***** EXERCISE MATERIAL *****

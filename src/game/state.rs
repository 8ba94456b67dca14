//! The game aggregate: owns every entity and runs the fixed tick pipeline.

use std::collections::HashSet;
use std::time::Duration;

use rand::SeedableRng;
use rand::rngs::StdRng;

use super::{
    BonusSpawner, BonusView, Cell, Collision, ConfigError, GameConfig, GameEvent, Grid, Intent,
    ObstacleSet, Scoreboard, Snapshot, TurnGate,
};
use crate::food::{Food, PlacementError};
use crate::snake::Snake;

/// A whole run of the game: board, snake, food, obstacles, bonus, score and lives.
///
/// The game never reads a clock itself. The driver hands it monotonic time through
/// [`Game::advance`] and intents through [`Game::handle_intent`], and reads back a [`Snapshot`].
pub struct Game {
    config: GameConfig,
    grid: Grid,
    rng: StdRng,
    snake: Snake,
    foods: Vec<Food>,
    obstacles: ObstacleSet,
    bonus: BonusSpawner,
    scoreboard: Scoreboard,
    lives: u32,
    running: bool,
    turn_gate: TurnGate,
    /// Clock value of the last tick.
    last_tick: Duration,
    /// Most recent clock value handed to `advance`.
    now: Duration,
}

impl Game {
    /// Creates a game seeded from the operating system.
    pub fn new(config: GameConfig) -> Result<Self, ConfigError> {
        Self::with_rng(config, StdRng::from_os_rng())
    }

    /// Creates a reproducible game.
    pub fn with_seed(config: GameConfig, seed: u64) -> Result<Self, ConfigError> {
        Self::with_rng(config, StdRng::seed_from_u64(seed))
    }

    fn with_rng(config: GameConfig, mut rng: StdRng) -> Result<Self, ConfigError> {
        config.validate()?;
        let grid = config.grid();
        let snake = Snake::new(&config.initial_body, config.initial_direction);

        let occupied: HashSet<Cell> = snake.body().iter().copied().collect();
        let foods = (0..config.food_count)
            .map(|_| Food::spawn(grid, &mut rng, &occupied))
            .collect::<Result<Vec<_>, PlacementError>>()
            .map_err(|_| ConfigError::NoRoomForFood)?;
        let obstacles = ObstacleSet::generate(grid, &mut rng, config.obstacle_count);

        Ok(Game {
            grid,
            rng,
            snake,
            foods,
            obstacles,
            bonus: BonusSpawner::new(Duration::ZERO, config.bonus_cooldown, config.bonus_lifetime),
            scoreboard: Scoreboard::new(
                config.food_points,
                config.bonus_points,
                config.milestone_step,
                config.palette_size,
            ),
            lives: config.starting_lives,
            running: true,
            turn_gate: TurnGate::default(),
            last_tick: Duration::ZERO,
            now: Duration::ZERO,
            config,
        })
    }

    /// Replaces the generated obstacles. They stay fixed from here on.
    pub fn with_obstacles(mut self, obstacles: ObstacleSet) -> Self {
        self.obstacles = obstacles;
        self
    }

    /// Places the regular food items at fixed cells, replacing the random ones.
    pub fn with_foods(mut self, cells: impl IntoIterator<Item = Cell>) -> Self {
        self.foods = cells.into_iter().map(Food::at).collect();
        self
    }

    /// The validated configuration this game was built from.
    pub fn config(&self) -> &GameConfig {
        &self.config
    }

    pub fn snake(&self) -> &Snake {
        &self.snake
    }

    pub fn foods(&self) -> &[Food] {
        &self.foods
    }

    pub fn obstacles(&self) -> &ObstacleSet {
        &self.obstacles
    }

    pub fn bonus(&self) -> &BonusSpawner {
        &self.bonus
    }

    /// Points earned in the current run.
    pub fn score(&self) -> u32 {
        self.scoreboard.score()
    }

    pub fn palette_index(&self) -> usize {
        self.scoreboard.palette_index()
    }

    /// Remaining lives. Zero exactly when the game is over.
    pub fn lives(&self) -> u32 {
        self.lives
    }

    pub fn is_running(&self) -> bool {
        self.running
    }

    /// Routes an input intent. Turns count only while running, restart only once the game is
    /// over. Returns whether the intent was honored.
    pub fn handle_intent(&mut self, intent: Intent) -> bool {
        match intent {
            Intent::Turn(direction) => {
                self.running && self.turn_gate.offer(direction, self.snake.direction())
            },
            Intent::Restart => self.restart(),
        }
    }

    /// Feeds the monotonic clock. Runs at most one tick when a full tick interval has passed
    /// since the previous one and returns the events it produced.
    pub fn advance(&mut self, now: Duration) -> Vec<GameEvent> {
        self.now = now;
        if now.saturating_sub(self.last_tick) < self.config.tick_interval {
            return Vec::new();
        }
        self.last_tick = now;
        let events = self.tick();
        self.turn_gate.clear();
        events
    }

    /// One pass of the update pipeline at the current clock value.
    fn tick(&mut self) -> Vec<GameEvent> {
        let mut events = Vec::new();
        if !self.running {
            return events;
        }

        if let Some(direction) = self.turn_gate.take() {
            self.snake.turn(direction);
        }
        self.snake.advance();

        self.eat_food(&mut events);

        if let Some(cause) = self.detect_collision() {
            self.on_fatal_collision(cause, &mut events);
            if !self.running {
                return events;
            }
        }

        self.update_bonus(&mut events);

        if let Some(index) = self.scoreboard.check_palette_advance() {
            tracing::debug!(index, score = self.score(), "Palette advanced");
            events.push(GameEvent::PaletteAdvanced { index });
        }

        events
    }

    /// Starts a new run after game over. Obstacles are kept.
    pub fn restart(&mut self) -> bool {
        if self.running {
            return false;
        }

        self.lives = self.config.starting_lives;
        self.scoreboard.reset();
        self.running = true;
        self.snake.reset();
        self.relocate_foods();
        self.bonus.reset(self.now);
        self.turn_gate.clear();

        tracing::info!("Game restarted");
        true
    }

    /// Owned copy of everything the presentation layer needs for one frame.
    pub fn snapshot(&self) -> Snapshot {
        Snapshot {
            grid_size: self.grid.size(),
            snake: self.snake.body().iter().copied().collect(),
            heading: self.snake.direction(),
            foods: self.foods.iter().map(Food::position).collect(),
            obstacles: self.obstacles.cells().to_vec(),
            bonus: self.bonus.active_cell().zip(self.bonus.remaining(self.now)).map(
                |(cell, remaining)| BonusView { cell, remaining },
            ),
            score: self.score(),
            lives: self.lives,
            running: self.running,
            palette_index: self.palette_index(),
        }
    }

    fn snake_cells(&self) -> HashSet<Cell> {
        self.snake.body().iter().copied().collect()
    }

    fn eat_food(&mut self, events: &mut Vec<GameEvent>) {
        let head = self.snake.head();
        let occupied = self.snake_cells();

        for food in self.foods.iter_mut().filter(|f| f.position() == head) {
            if let Err(e) = food.relocate(self.grid, &mut self.rng, &occupied) {
                tracing::warn!(error = %e, "Food could not be relocated");
            }
            self.snake.grow();
            self.scoreboard.on_food_eaten();
            tracing::debug!(x = head.x, y = head.y, score = self.scoreboard.score(), "Food eaten");
            events.push(GameEvent::FoodEaten { cell: head });
        }
    }

    fn detect_collision(&self) -> Option<Collision> {
        let head = self.snake.head();
        if !self.grid.contains(head) {
            Some(Collision::Boundary)
        } else if self.obstacles.contains(head) {
            Some(Collision::Obstacle)
        } else if self.snake.bites_itself() {
            Some(Collision::SelfBite)
        } else {
            None
        }
    }

    fn on_fatal_collision(&mut self, cause: Collision, events: &mut Vec<GameEvent>) {
        self.lives = self.lives.saturating_sub(1);

        if self.lives == 0 {
            self.running = false;
            self.turn_gate.clear();
            self.bonus.clear();
            tracing::info!(?cause, score = self.score(), "Game over");
            events.push(GameEvent::LifeLost {
                cause,
                lives_left: 0,
            });
            events.push(GameEvent::GameOver { score: self.score() });
            return;
        }

        tracing::info!(?cause, lives_left = self.lives, "Life lost");
        self.snake.reset();
        self.relocate_foods();
        self.bonus.clear();
        events.push(GameEvent::LifeLost {
            cause,
            lives_left: self.lives,
        });
    }

    fn relocate_foods(&mut self) {
        let occupied = self.snake_cells();
        for food in &mut self.foods {
            if let Err(e) = food.relocate(self.grid, &mut self.rng, &occupied) {
                tracing::warn!(error = %e, "Food could not be relocated");
            }
        }
    }

    fn update_bonus(&mut self, events: &mut Vec<GameEvent>) {
        let mut blocked = self.snake_cells();
        blocked.extend(self.obstacles.cells().iter().copied());

        match self.bonus.try_spawn(self.now, self.grid, &mut self.rng, &blocked) {
            Ok(Some(cell)) => {
                tracing::debug!(x = cell.x, y = cell.y, "Bonus spawned");
                events.push(GameEvent::BonusSpawned { cell });
            },
            Ok(None) => {},
            Err(e) => tracing::warn!(error = %e, "Bonus could not be placed"),
        }

        if self.bonus.expire(self.now) {
            tracing::debug!("Bonus expired");
            events.push(GameEvent::BonusExpired);
        }

        let head = self.snake.head();
        if self.bonus.consume(head) {
            self.scoreboard.on_bonus_eaten();
            tracing::debug!(x = head.x, y = head.y, score = self.score(), "Bonus eaten");
            events.push(GameEvent::BonusEaten { cell: head });
        }
    }
}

*****

* [WHAT YOU HAVE TO DO]:
Above are the records; from them, give again exactly the lines from the one containing "Self::with_rng(config, StdRng::seed_from_u64(seed))" through the one containing "from here on.", both included.

* [ANSWER FOR THIS EXERCISE]:
        Self::with_rng(config, StdRng::seed_from_u64(seed))
    }

    fn with_rng(config: GameConfig, mut rng: StdRng) -> Result<Self, ConfigError> {
        config.validate()?;
        let grid = config.grid();
        let snake = Snake::new(&config.initial_body, config.initial_direction);

        let occupied: HashSet<Cell> = snake.body().iter().copied().collect();
        let foods = (0..config.food_count)
            .map(|_| Food::spawn(grid, &mut rng, &occupied))
            .collect::<Result<Vec<_>, PlacementError>>()
            .map_err(|_| ConfigError::NoRoomForFood)?;
        let obstacles = ObstacleSet::generate(grid, &mut rng, config.obstacle_count);

        Ok(Game {
            grid,
            rng,
            snake,
            foods,
            obstacles,
            bonus: BonusSpawner::new(Duration::ZERO, config.bonus_cooldown, config.bonus_lifetime),
            scoreboard: Scoreboard::new(
                config.food_points,
                config.bonus_points,
                config.milestone_step,
                config.palette_size,
            ),
            lives: config.starting_lives,
            running: true,
            turn_gate: TurnGate::default(),
            last_tick: Duration::ZERO,
            now: Duration::ZERO,
            config,
        })
    }

    /// Replaces the generated obstacles. They stay fixed from here on.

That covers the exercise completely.